*EXERCISE DATA*.
-=-=-
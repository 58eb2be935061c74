//! Session cookie configuration read from the environment.
//!
//! | Variable                  | Release build     | Debug build              |
//! |---------------------------|-------------------|--------------------------|
//! | `SESSION_KEY_FILE`        | must be readable  | ephemeral key if missing |
//! | `SESSION_COOKIE_SECURE`   | required          | defaults to secure       |
//! | `SESSION_SAMESITE`        | required          | defaults to `Lax`        |
//! | `SESSION_ALLOW_EPHEMERAL` | required, must be off | defaults to off      |
//!
//! Debug builds log a warning for every value they had to default.

pub mod fingerprint;
mod parsing;

use std::path::PathBuf;

use actix_session::config::{CookieContentSecurity, PersistentSession};
use actix_session::{SessionMiddleware, storage::CookieSessionStore};
use actix_web::cookie::{Key, SameSite};
use mockable::Env;
use tracing::warn;
use zeroize::Zeroizing;

use self::fingerprint::key_fingerprint;
use self::parsing::{Toggle, parse_bool, parse_same_site};

/// Where the key is read from when `SESSION_KEY_FILE` is unset.
pub const SESSION_KEY_DEFAULT_PATH: &str = "/var/run/secrets/session_key";
/// Shortest key file accepted in release builds.
pub const SESSION_KEY_MIN_LEN: usize = 64;
/// Shortest key material a cookie key can be derived from.
pub const SESSION_KEY_DERIVE_MIN_LEN: usize = 32;
/// Name of the session cookie.
pub const SESSION_COOKIE_NAME: &str = "session";
/// Hours a session cookie stays valid.
pub const SESSION_TTL_HOURS: i64 = 2;

pub(crate) const KEY_FILE_ENV: &str = "SESSION_KEY_FILE";
pub(crate) const COOKIE_SECURE_ENV: &str = "SESSION_COOKIE_SECURE";
pub(crate) const SAMESITE_ENV: &str = "SESSION_SAMESITE";
pub(crate) const ALLOW_EPHEMERAL_ENV: &str = "SESSION_ALLOW_EPHEMERAL";

const BOOL_EXPECTED: &str = "1|0|true|false|yes|no|y|n";
const SAMESITE_EXPECTED: &str = "Strict|Lax|None";

/// Strict or lenient validation.
#[derive(Clone, Copy, Debug, Eq, PartialEq)]
pub enum BuildMode {
    /// Missing or invalid values fall back to defaults with a warning.
    Debug,
    /// Missing or invalid values are fatal.
    Release,
}

impl BuildMode {
    /// Mode matching how this binary was compiled.
    ///
    /// # Examples
    /// ```
    /// use portal::inbound::http::session_config::BuildMode;
    ///
    /// let expected = if cfg!(debug_assertions) {
    ///     BuildMode::Debug
    /// } else {
    ///     BuildMode::Release
    /// };
    /// assert_eq!(BuildMode::from_debug_assertions(), expected);
    /// ```
    #[must_use]
    pub fn from_debug_assertions() -> Self {
        if cfg!(debug_assertions) {
            Self::Debug
        } else {
            Self::Release
        }
    }

    pub(crate) fn is_lenient(self) -> bool {
        matches!(self, Self::Debug)
    }
}

/// Where the active cookie key came from.
#[derive(Clone, Debug, Eq, PartialEq)]
pub enum KeySource {
    /// Derived from the bytes of a key file.
    File(PathBuf),
    /// Generated at startup; sessions do not survive a restart.
    Ephemeral,
}

/// Validated cookie settings.
#[derive(Clone)]
pub struct SessionSettings {
    pub key: Key,
    pub key_source: KeySource,
    pub cookie_secure: bool,
    pub same_site: SameSite,
}

impl SessionSettings {
    /// Short SHA-256 fingerprint of the signing key, safe to log.
    #[must_use]
    pub fn fingerprint(&self) -> String {
        key_fingerprint(&self.key)
    }

    /// Private (encrypted) cookie session middleware for these settings.
    #[must_use]
    pub fn middleware(&self) -> SessionMiddleware<CookieSessionStore> {
        SessionMiddleware::builder(CookieSessionStore::default(), self.key.clone())
            .cookie_name(SESSION_COOKIE_NAME.to_owned())
            .cookie_path("/".to_owned())
            .cookie_secure(self.cookie_secure)
            .cookie_http_only(true)
            .cookie_content_security(CookieContentSecurity::Private)
            .cookie_same_site(self.same_site)
            .session_lifecycle(PersistentSession::default().session_ttl(
                actix_web::cookie::time::Duration::hours(SESSION_TTL_HOURS),
            ))
            .build()
    }
}

/// Invalid or missing session configuration.
#[derive(thiserror::Error, Debug)]
pub enum SessionConfigError {
    #[error("missing required environment variable: {name}")]
    MissingEnv { name: &'static str },
    #[error("invalid value for {name}='{value}'; expected {expected}")]
    InvalidEnv {
        name: &'static str,
        value: String,
        expected: &'static str,
    },
    #[error("failed to read session key at {path}: {source}")]
    KeyRead {
        path: PathBuf,
        #[source]
        source: std::io::Error,
    },
    #[error("session key at {path} too short: need >= {min_len} bytes, got {length}")]
    KeyTooShort {
        path: PathBuf,
        length: usize,
        min_len: usize,
    },
    #[error("SESSION_SAMESITE=None requires SESSION_COOKIE_SECURE=1")]
    InsecureSameSiteNone,
    #[error("SESSION_ALLOW_EPHEMERAL must be 0 in release builds")]
    EphemeralNotAllowed,
}

/// Read and validate the session settings.
///
/// # Examples
/// ```
/// use mockable::MockEnv;
/// use portal::inbound::http::session_config::{BuildMode, session_settings_from_env};
///
/// let mut env = MockEnv::new();
/// env.expect_string().returning(|_| None);
///
/// let settings = session_settings_from_env(&env, BuildMode::Debug).expect("lenient defaults");
/// assert!(settings.cookie_secure);
/// assert_eq!(settings.fingerprint().len(), 16);
/// ```
pub fn session_settings_from_env<E: Env>(
    env: &E,
    mode: BuildMode,
) -> Result<SessionSettings, SessionConfigError> {
    let cookie_secure = Toggle::read(env, COOKIE_SECURE_ENV, parse_bool)
        .resolve(mode, true, BOOL_EXPECTED)?;
    let same_site = read_same_site(env, mode, cookie_secure)?;
    let allow_ephemeral = Toggle::read(env, ALLOW_EPHEMERAL_ENV, parse_bool)
        .resolve(mode, false, BOOL_EXPECTED)?;
    if allow_ephemeral && !mode.is_lenient() {
        return Err(SessionConfigError::EphemeralNotAllowed);
    }
    let (key, key_source) = load_key(env, mode, allow_ephemeral)?;

    Ok(SessionSettings {
        key,
        key_source,
        cookie_secure,
        same_site,
    })
}

fn read_same_site<E: Env>(
    env: &E,
    mode: BuildMode,
    cookie_secure: bool,
) -> Result<SameSite, SessionConfigError> {
    let fallback = if mode.is_lenient() {
        SameSite::Lax
    } else {
        SameSite::Strict
    };
    let same_site = Toggle::read(env, SAMESITE_ENV, parse_same_site).resolve(
        mode,
        fallback,
        SAMESITE_EXPECTED,
    )?;
    if same_site == SameSite::None && !cookie_secure {
        if !mode.is_lenient() {
            return Err(SessionConfigError::InsecureSameSiteNone);
        }
        warn!("SESSION_SAMESITE=None without a secure cookie; browsers may drop the session");
    }
    Ok(same_site)
}

fn load_key<E: Env>(
    env: &E,
    mode: BuildMode,
    allow_ephemeral: bool,
) -> Result<(Key, KeySource), SessionConfigError> {
    let path = PathBuf::from(
        env.string(KEY_FILE_ENV)
            .unwrap_or_else(|| SESSION_KEY_DEFAULT_PATH.to_owned()),
    );

    match std::fs::read(&path).map(Zeroizing::new) {
        Ok(bytes) => {
            let length = bytes.len();
            let min_len = if mode.is_lenient() {
                SESSION_KEY_DERIVE_MIN_LEN
            } else {
                SESSION_KEY_MIN_LEN
            };
            if length < min_len {
                return Err(SessionConfigError::KeyTooShort {
                    path,
                    length,
                    min_len,
                });
            }
            Ok((Key::derive_from(&bytes), KeySource::File(path)))
        }
        Err(error) if mode.is_lenient() || allow_ephemeral => {
            warn!(
                path = %path.display(),
                %error,
                "session key unreadable; using an ephemeral key"
            );
            Ok((Key::generate(), KeySource::Ephemeral))
        }
        Err(source) => Err(SessionConfigError::KeyRead { path, source }),
    }
}
//! Route-entry guard: runs the access guard and applies its verdict to the
//! cookie session.

use tracing::debug;

use super::session::SessionContext;
use super::state::HttpState;
use crate::domain::{Error, GuardOutcome, PortalRoute, Session, SessionUpdate};

/// Admit the caller into `route` or fail with the redirecting error.
///
/// A refreshed session is written back to the cookie; a cleared one is
/// purged before the redirect to login.
pub async fn enter(
    state: &HttpState,
    context: &SessionContext,
    route: PortalRoute,
) -> Result<Session, Error> {
    let current = context.load();
    let decision = state.guard.admit(route, current.as_ref()).await;

    match &decision.session {
        SessionUpdate::Refreshed(refreshed) => context.persist(refreshed)?,
        SessionUpdate::Cleared => context.purge(),
        SessionUpdate::Unchanged => {}
    }

    match decision.outcome {
        GuardOutcome::Allow => decision
            .admitted(current)
            .ok_or_else(|| Error::unauthorized("login required")),
        GuardOutcome::RedirectToLogin => {
            debug!(route = route.path(), "no usable session; redirecting to login");
            Err(Error::unauthorized("login required"))
        }
        GuardOutcome::RedirectToDashboard => {
            debug!(route = route.path(), "role does not open route; redirecting to dashboard");
            Err(Error::forbidden(format!(
                "{} is not available to this role",
                route.path()
            )))
        }
    }
}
-=-=-
*ABOUT THIS EXERCISE*.
Gather up, from the records above, each line where the word "PartialEq" appears.

*PROBLEM SOLUTION*.
#[derive(Clone, Copy, Debug, Eq, PartialEq)]
#[derive(Clone, Debug, Eq, PartialEq)]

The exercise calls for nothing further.